[Your goal] Search the records for "Groceries". Report every line where it occurs.

Saved data entries:
BEGIN

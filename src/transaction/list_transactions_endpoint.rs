//! Defines the endpoint for listing transactions.

use axum::{
    Extension, Json,
    extract::{Query, State},
};
use serde::Deserialize;
use time::Date;

use crate::{
    Error,
    transaction::{
        Transaction, TransactionState,
        core::{get_transactions, get_transactions_in_range},
    },
    user::UserId,
};

/// Optional inclusive date bounds for listing transactions.
#[derive(Debug, Default, Deserialize)]
pub struct DateRangeQuery {
    /// The earliest date to include.
    pub start: Option<Date>,
    /// The latest date to include.
    pub end: Option<Date>,
}

/// A route handler that lists the user's transactions, newest first.
pub async fn list_transactions_endpoint(
    State(state): State<TransactionState>,
    Extension(user_id): Extension<UserId>,
    Query(range): Query<DateRangeQuery>,
) -> Result<Json<Vec<Transaction>>, Error> {
    let connection = state
        .db_connection
        .lock()
        .map_err(|_| Error::DatabaseLockError)?;

    let transactions = match range {
        DateRangeQuery {
            start: None,
            end: None,
        } => get_transactions(&user_id, &connection)?,
        DateRangeQuery { start, end } => {
            let mut transactions = get_transactions_in_range(
                &user_id,
                start.unwrap_or(Date::MIN),
                end.unwrap_or(Date::MAX),
                &connection,
            )?;
            transactions.reverse();
            transactions
        }
    };

    Ok(Json(transactions))
}
//! Categorization rules that predict a transaction's category from its description.
//! A rule matches transaction descriptions that contain a specific pattern and names a category.

mod create;
mod db;
mod defaults;
mod delete;
mod list;
mod models;
mod predict;

pub use create::create_rule_endpoint;
pub use db::{create_rule_table, get_rules};
pub use defaults::seed_default_rules;
pub use delete::delete_rule_endpoint;
pub use list::get_rules_endpoint;
pub use models::Rule;
pub use predict::{Prediction, choose_category, predict_category};

#[cfg(test)]
pub use db::create_rule;
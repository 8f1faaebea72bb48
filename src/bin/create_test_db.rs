use std::error::Error;
use std::path::Path;
use std::process::exit;

use clap::Parser;
use rusqlite::Connection;
use time::{Duration, OffsetDateTime};

use budget_api::{MonthKey, Transaction, UserId, create_transaction, initialize_db, upsert_user};

/// A utility for creating a test database for the REST API server of budget_api.
#[derive(Parser, Debug)]
#[command(version, about, long_about = None)]
struct Args {
    /// File path to save the SQLite database to.
    #[arg(long, short)]
    output_path: String,

    /// The `sub` claim of the test user's tokens.
    #[arg(long, default_value = "test-user")]
    user_id: String,

    /// How many months of transactions to create, ending with the current month.
    #[arg(long, default_value_t = 6)]
    months: u32,
}

/// `(day of month, description, amount, category)` for each month.
const MONTHLY_TRANSACTIONS: &[(u8, &str, f64, &str)] = &[
    (1, "ACME Corp Payroll", 4200.0, "Salary"),
    (1, "Rent", -1650.0, "Rent"),
    (3, "Whole Foods Market", -132.45, "Groceries"),
    (5, "Electric Company", -88.2, "Electricity"),
    (8, "Starbucks", -6.75, "Cafes"),
    (12, "Uber Trip", -23.4, "Taxi Service"),
    (15, "Netflix", -15.49, "Streaming Services"),
    (18, "Transfer to Savings", -500.0, "Transfer"),
    (21, "Trader Joe's", -76.3, "Groceries"),
    (26, "Corner Bakery", -9.5, "Uncategorized"),
];

/// Create and populate a database for manual testing.
fn main() -> Result<(), Box<dyn Error>> {
    let args = Args::parse();

    let output_path = Path::new(&args.output_path);

    match output_path.extension() {
        None => {
            eprintln!("Output path must include a file extension (e.g., 'my_database.db').");
            exit(1);
        }
        Some(extension) if extension.is_empty() => {
            eprintln!("Output path must include a file extension (e.g., 'my_database.db').");
            exit(1);
        }
        _ => {}
    }

    if output_path.is_file() {
        eprintln!("File already exists at {output_path:#?}!");
        exit(1);
    }

    println!("Creating database at {output_path:#?}");
    let conn = Connection::open(output_path)?;

    initialize_db(&conn)?;

    println!("Creating test user '{}'...", args.user_id);
    let user_id = UserId::new(&args.user_id);
    upsert_user(&user_id, Some("test@example.com"), Some("Test User"), &conn)?;

    println!("Creating {} months of transactions...", args.months);
    let today = OffsetDateTime::now_utc().date();
    let mut count = 0;

    for month in MonthKey::of(today).window_ending_here(args.months) {
        for &(day, description, amount, category) in MONTHLY_TRANSACTIONS {
            let date = month.first_day()? + Duration::days(i64::from(day) - 1);
            if date > today {
                continue;
            }

            let builder = Transaction::build(amount, date, description).category(category);
            create_transaction(&user_id, builder, &conn)?;
            count += 1;
        }
    }

    println!("Created {count} transactions.");
    println!("Success!");

    Ok(())
}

END

[Response area]
    (3, "Whole Foods Market", -132.45, "Groceries"),
    (21, "Trader Joe's", -76.3, "Groceries"),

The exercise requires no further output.